Not true! SGRID Conventions (v0.3) | Staggered Grid data model (SGRID) exists though I don’t know that it’s been elevated to the CF level. ROMS has been writing these attributes for quite a while. And cf-xarray can parse them: SGRID / UGRID - cf_xarray documentation

I absolutely know that SGRID conventions exist

this is what I am saying.

I tried to convince the CF people to incorporate SGRID as well as UGRID, but they didn’t go for it

2 Likes

For ACCESS models you’re more than welcome to hop on over to the ACCESS Hive Forum and see if someone else has already discussed that issue:

Or sign up and ask for more information, though I think the suggestion about staggered grids is likely correct, but I personally don’t know much about the atmospheric fields.

Working on a related issue, but noticing differences at 14 decimals in latitude values, which causes some issues in xarray.

Looking at the following files from the AWS Zarr stores, the ps, huss, and tasmax variables can all be merged into an xarray.Dataset object without issue. However, when I try to merge in the orog data, there are very small differences in the latitude values, that cause ‘extra’ latitudes to be added. I got around this by using the compat='override', join='override options, but it seems like all these variables are on the same grid and should just merge together seemlessly.
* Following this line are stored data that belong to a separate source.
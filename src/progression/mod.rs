//! The XP and promotion state machine.
//!
//! Per user the state is a level number plus a monotonic XP counter. XP grants
//! and promotions are separate transitions: a grant reports eligibility but
//! never moves `current_level`; promotion is an explicit step so callers
//! decide when (and whether) to announce it.

use serde::Serialize;
use sqlx::PgPool;
use thiserror::Error;
use tracing::instrument;

use crate::classifier::Classification;
use crate::db::prelude::*;
use crate::levels::{self, LevelDef};

pub struct ProgressionEngine {
    pool: &'static PgPool,
}

impl ProgressionEngine {
    pub fn new(pool: &'static PgPool) -> Self {
        Self { pool }
    }

    /// First-contact entry: level 0, 0 XP, status pending. Safe to call for
    /// users that already exist; their record is returned untouched.
    #[instrument(skip(self, username))]
    pub async fn register(&self, id: &UserId, username: &str) -> ProgressionResult<UserRecord> {
        let repo = UserRepository::new(self.pool);
        repo.insert_new(id, username).await?;

        repo.get_by_id(id)
            .await?
            .ok_or_else(|| ProgressionError::UserNotFound(id.clone()))
    }

    #[instrument(skip(self))]
    pub async fn get_user(&self, id: &UserId) -> ProgressionResult<Option<UserRecord>> {
        Ok(UserRepository::new(self.pool).get_by_id(id).await?)
    }

    /// Appends a ledger row and applies the balance delta in one transaction.
    /// The returned outcome reports eligibility without promoting.
    #[instrument(skip(self, reason))]
    pub async fn add_xp(
        &self,
        id: &UserId,
        amount: i64,
        reason: &str,
    ) -> ProgressionResult<XpOutcome> {
        let tx_id = id.clone();
        let tx_reason = reason.to_owned();

        let updated = Tx::with_tx(self.pool, move |mut tx| async move {
            let result = async {
                match tx.apply_xp_delta(&tx_id, amount).await? {
                    Some(balance) => {
                        tx.insert_xp_event(&tx_id, amount, &tx_reason).await?;
                        Ok(Some(balance))
                    }
                    None => Ok(None),
                }
            }
            .await;

            (tx, result)
        })
        .await?;

        let Some((total_xp, current_level)) = updated else {
            return Err(ProgressionError::UserNotFound(id.clone()));
        };

        let eligible_level = levels::eligible_level(total_xp);
        Ok(XpOutcome {
            user_id: id.clone(),
            xp_added: amount,
            total_xp,
            current_level,
            eligible_level,
            can_promote: eligible_level > current_level,
        })
    }

    /// Moves `current_level` to any level whose threshold the user's XP
    /// covers; multi-level jumps are legal. The row is locked for the gate
    /// check so the promotion record and the level write agree.
    #[instrument(skip(self, actor))]
    pub async fn promote(
        &self,
        id: &UserId,
        to_level: i64,
        actor: &str,
    ) -> ProgressionResult<PromotionOutcome> {
        let def = levels::get(to_level).ok_or(ProgressionError::UnknownLevel(to_level))?;

        let tx_id = id.clone();
        let tx_actor = actor.to_owned();

        let gate = Tx::with_tx(self.pool, move |mut tx| async move {
            let result = async {
                let Some(user) = tx.lock_user(&tx_id).await? else {
                    return Ok(Err(ProgressionError::UserNotFound(tx_id.clone())));
                };

                if let Err(denied) = promotion_gate(def, user.total_xp) {
                    return Ok(Err(denied));
                }

                tx.insert_promotion_event(&tx_id, user.current_level, to_level, &tx_actor)
                    .await?;
                tx.set_level(&tx_id, to_level).await?;

                Ok(Ok(user.current_level))
            }
            .await;

            (tx, result)
        })
        .await?;

        let from_level = gate?;

        tracing::info!(
            user = %id,
            from_level,
            to_level,
            actor,
            "promotion recorded"
        );

        Ok(PromotionOutcome {
            user_id: id.clone(),
            from_level,
            to_level,
            name: def.name,
            title: def.title,
            channels: def.channels,
            perks: def.perks,
        })
    }

    /// Folds one classified message into the stored builder score
    #[instrument(skip(self, sample))]
    pub async fn observe_builder_signal(
        &self,
        id: &UserId,
        sample: &Classification,
    ) -> ProgressionResult<Option<f64>> {
        Ok(UserRepository::new(self.pool)
            .blend_builder_score(id, sample.score)
            .await?)
    }

    /// Stores a social URL when it points at a trusted platform. The check is
    /// a domain allowlist only; a human still confirms the profile.
    #[instrument(skip(self, url))]
    pub async fn submit_social_url(&self, id: &UserId, url: &str) -> ProgressionResult<SocialCheck> {
        let check = check_social_url(url);

        if check.is_valid {
            let found = UserRepository::new(self.pool).set_social_url(id, url).await?;
            if !found {
                return Err(ProgressionError::UserNotFound(id.clone()));
            }
        }

        Ok(check)
    }

    #[instrument(skip(self))]
    pub async fn set_verification(
        &self,
        id: &UserId,
        status: VerificationStatus,
    ) -> ProgressionResult<()> {
        let found = UserRepository::new(self.pool)
            .set_verification(id, status)
            .await?;

        if !found {
            return Err(ProgressionError::UserNotFound(id.clone()));
        }

        Ok(())
    }
}

/// Threshold check shared by the promotion transaction
pub fn promotion_gate(def: &LevelDef, total_xp: i64) -> Result<(), ProgressionError> {
    if total_xp < def.threshold {
        return Err(ProgressionError::InsufficientXp {
            required: def.threshold,
            actual: total_xp,
        });
    }

    Ok(())
}

#[derive(Debug, Clone, Serialize)]
pub struct XpOutcome {
    pub user_id: UserId,
    pub xp_added: i64,
    pub total_xp: i64,
    pub current_level: i64,
    pub eligible_level: i64,
    pub can_promote: bool,
}

#[derive(Debug, Clone, Serialize)]
pub struct PromotionOutcome {
    pub user_id: UserId,
    pub from_level: i64,
    pub to_level: i64,
    pub name: &'static str,
    pub title: &'static str,
    pub channels: &'static [&'static str],
    pub perks: &'static [&'static str],
}

/// Fixed reward schedule for engine callers; amounts are data, not policy
#[allow(dead_code)]
#[derive(Debug, Clone, Copy, PartialEq, Eq)]
pub enum XpReward {
    Message,
    HelpfulMessage,
    QuestionAnswered,
    TaskClaimed,
    TaskCompleted,
    BugReported,
    BugFixed,
    WinShared,
    SocialVerified,
    DailyChallenge,
    ReferredUser,
    ContentCreated,
}

impl XpReward {
    pub const fn amount(self) -> i64 {
        match self {
            XpReward::Message => 1,
            XpReward::HelpfulMessage => 3,
            XpReward::QuestionAnswered => 10,
            XpReward::TaskClaimed => 5,
            XpReward::TaskCompleted => 20,
            XpReward::BugReported => 10,
            XpReward::BugFixed => 50,
            XpReward::WinShared => 5,
            XpReward::SocialVerified => 25,
            XpReward::DailyChallenge => 25,
            XpReward::ReferredUser => 50,
            XpReward::ContentCreated => 30,
        }
    }

    pub const fn reason(self) -> &'static str {
        match self {
            XpReward::Message => "message",
            XpReward::HelpfulMessage => "helpful message",
            XpReward::QuestionAnswered => "question answered",
            XpReward::TaskClaimed => "task claimed",
            XpReward::TaskCompleted => "task completed",
            XpReward::BugReported => "bug reported",
            XpReward::BugFixed => "bug fixed",
            XpReward::WinShared => "win shared",
            XpReward::SocialVerified => "social verified",
            XpReward::DailyChallenge => "daily challenge",
            XpReward::ReferredUser => "referred user",
            XpReward::ContentCreated => "content created",
        }
    }
}

pub const TRUSTED_SOCIAL_DOMAINS: [&str; 8] = [
    "twitter.com",
    "x.com",
    "linkedin.com",
    "instagram.com",
    "facebook.com",
    "github.com",
    "youtube.com",
    "tiktok.com",
];

#[derive(Debug, Clone, Serialize)]
pub struct SocialCheck {
    pub url: String,
    pub is_valid: bool,
    pub needs_human_review: bool,
}

pub fn check_social_url(url: &str) -> SocialCheck {
    let lowered = url.to_lowercase();
    let is_valid = TRUSTED_SOCIAL_DOMAINS
        .iter()
        .any(|domain| lowered.contains(domain));

    SocialCheck {
        url: url.to_string(),
        is_valid,
        needs_human_review: true,
    }
}

pub type ProgressionResult<T> = core::result::Result<T, ProgressionError>;

#[derive(Debug, Error)]
pub enum ProgressionError {
    #[error("user '{0}' not found")]
    UserNotFound(UserId),

    #[error("unknown level {0}")]
    UnknownLevel(i64),

    #[error("not enough xp: need {required}, have {actual}")]
    InsufficientXp { required: i64, actual: i64 },

    #[error(transparent)]
    Store(#[from] sqlx::Error),
}

#[cfg(test)]
mod test {
    use super::*;

    #[test]
    fn test_gate_rejects_below_threshold() {
        let def = levels::get(1).unwrap();

        match promotion_gate(def, 49) {
            Err(ProgressionError::InsufficientXp { required, actual }) => {
                assert_eq!(required, 50);
                assert_eq!(actual, 49);
            }
            other => panic!("expected InsufficientXp, got {other:?}"),
        }
    }

    #[test]
    fn test_gate_passes_at_threshold() {
        let def = levels::get(1).unwrap();

        assert!(promotion_gate(def, 50).is_ok());
        assert!(promotion_gate(def, 60).is_ok());
    }

    #[test]
    fn test_gate_allows_multi_level_jump() {
        let def = levels::get(3).unwrap();

        assert!(promotion_gate(def, 500).is_ok());
    }

    #[test]
    fn test_social_url_allowlist() {
        assert!(check_social_url("https://github.com/plss").is_valid);
        assert!(check_social_url("https://X.com/someone").is_valid);
        assert!(!check_social_url("https://example.com/profile").is_valid);
        assert!(check_social_url("https://github.com/plss").needs_human_review);
    }

    #[test]
    fn test_reward_schedule() {
        assert_eq!(XpReward::Message.amount(), 1);
        assert_eq!(XpReward::HelpfulMessage.amount(), 3);
        assert_eq!(XpReward::SocialVerified.amount(), 25);
        assert_eq!(XpReward::BugFixed.amount(), 50);
    }

    // store-backed flows; these need a live DATABASE_URL so they stay out of
    // the default test run

    #[tokio::test]
    #[ignore]
    async fn test_register_is_idempotent() {
        let pool = crate::db::init().await.expect("store required");
        let engine = ProgressionEngine::new(pool);

        let id = UserId(format!("it-{}", uuid::Uuid::new_v4()));
        let created = engine.register(&id, "itest").await.unwrap();
        assert_eq!(created.current_level, 0);
        assert_eq!(created.total_xp, 0);
        assert_eq!(created.status(), VerificationStatus::Pending);

        engine.add_xp(&id, 10, "setup").await.unwrap();

        let again = engine.register(&id, "itest").await.unwrap();
        assert_eq!(again.total_xp, 10);
    }

    #[tokio::test]
    #[ignore]
    async fn test_add_xp_is_additive() {
        let pool = crate::db::init().await.expect("store required");
        let engine = ProgressionEngine::new(pool);

        let id = UserId(format!("it-{}", uuid::Uuid::new_v4()));
        engine.register(&id, "itest").await.unwrap();

        engine.add_xp(&id, 10, "first").await.unwrap();
        let outcome = engine.add_xp(&id, 5, "second").await.unwrap();

        assert_eq!(outcome.total_xp, 15);
        assert_eq!(outcome.current_level, 0);
    }

    #[tokio::test]
    #[ignore]
    async fn test_end_to_end_promotion_flow() {
        let pool = crate::db::init().await.expect("store required");
        let engine = ProgressionEngine::new(pool);

        let id = UserId(format!("it-{}", uuid::Uuid::new_v4()));
        let user = engine.register(&id, "itest").await.unwrap();
        assert_eq!((user.current_level, user.total_xp), (0, 0));

        let outcome = engine.add_xp(&id, 60, "msg").await.unwrap();
        assert_eq!(outcome.eligible_level, 1);
        assert!(outcome.can_promote);
        assert_eq!(outcome.current_level, 0);

        let promoted = engine.promote(&id, 1, "itest").await.unwrap();
        assert_eq!(promoted.to_level, 1);
        assert_eq!(promoted.title, "Verified Human");

        let refreshed = engine.get_user(&id).await.unwrap().unwrap();
        assert_eq!(refreshed.current_level, 1);
    }

    #[tokio::test]
    #[ignore]
    async fn test_promote_rejects_insufficient_xp() {
        let pool = crate::db::init().await.expect("store required");
        let engine = ProgressionEngine::new(pool);

        let id = UserId(format!("it-{}", uuid::Uuid::new_v4()));
        engine.register(&id, "itest").await.unwrap();

        match engine.promote(&id, 1, "itest").await {
            Err(ProgressionError::InsufficientXp { required, actual }) => {
                assert_eq!(required, 50);
                assert_eq!(actual, 0);
            }
            other => panic!("expected InsufficientXp, got {other:?}"),
        }
    }
}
activity_id institution_id source_id experiment_id member_id table_id variable_id grid_label zstore dcpp_init_year version
219550 CMIP MPI-M MPI-ESM1-2-LR historical r1i1p1f1 CFday ps gn s3://cmip6-pds/CMIP6/CMIP/MPI-M/MPI-ESM1-2-LR/historical/r1i1p1f1/CFday/ps/gn/v20190710/ nan 20190710
228470 CMIP MPI-M MPI-ESM1-2-LR historical r1i1p1f1 day huss gn s3://cmip6-pds/CMIP6/CMIP/MPI-M/MPI-ESM1-2-LR/historical/r1i1p1f1/day/huss/gn/v20190710/ nan 20190710
229570 CMIP MPI-M MPI-ESM1-2-LR historical r1i1p1f1 day tasmax gn s3://cmip6-pds/CMIP6/CMIP/MPI-M/MPI-ESM1-2-LR/historical/r1i1p1f1/day/tasmax/gn/v20190710/ nan 20190710
229614 CMIP MPI-M MPI-ESM1-2-LR historical r1i1p1f1 fx orog gn s3://cmip6-pds/CMIP6/CMIP/MPI-M/MPI-ESM1-2-LR/historical/r1i1p1f1/fx/orog/gn/v20190710/ nan 20190710

Minimal working example

import xarray as xr

paths = [
    's3://cmip6-pds/CMIP6/CMIP/MPI-M/MPI-ESM1-2-LR/historical/r1i1p1f1/CFday/ps/gn/v20190710/',
    's3://cmip6-pds/CMIP6/CMIP/MPI-M/MPI-ESM1-2-LR/historical/r1i1p1f1/day/huss/gn/v20190710/',
    's3://cmip6-pds/CMIP6/CMIP/MPI-M/MPI-ESM1-2-LR/historical/r1i1p1f1/day/tasmax/gn/v20190710/',
    's3://cmip6-pds/CMIP6/CMIP/MPI-M/MPI-ESM1-2-LR/historical/r1i1p1f1/fx/orog/gn/v20190710/',
]

hist_ds = xr.open_mfdataset(
    paths,
    compat='override',
    # join='override',  # Uncomment to 'fix' the issue
    engine='zarr',
    storage_options={'anon': True},
)

hist_ds.isel(time=0)['ps'].plot()

When opening without the join='override' key in xarray.open_mfdataset, the following is produced when plotting due to the ever-so-slightly different latitude values.

@kwodzicki This is unfortunately a common issue encountered with GCM outputs of all sorts. I have seen this sort of thing many times with non-CMIP models. I think your solution is perfectly fine here.

Just wanted to point out that I have a bunch of functionality in [xMIP](xMIP/xmip/postprocessing.py at main · jbusecke/xMIP · GitHub) that helps with combining datasets in different ways, particularly when you want to do this across different models. This might need some additional logic for your workflow, so the easiest solution is probably just sticking with what you have here hehe.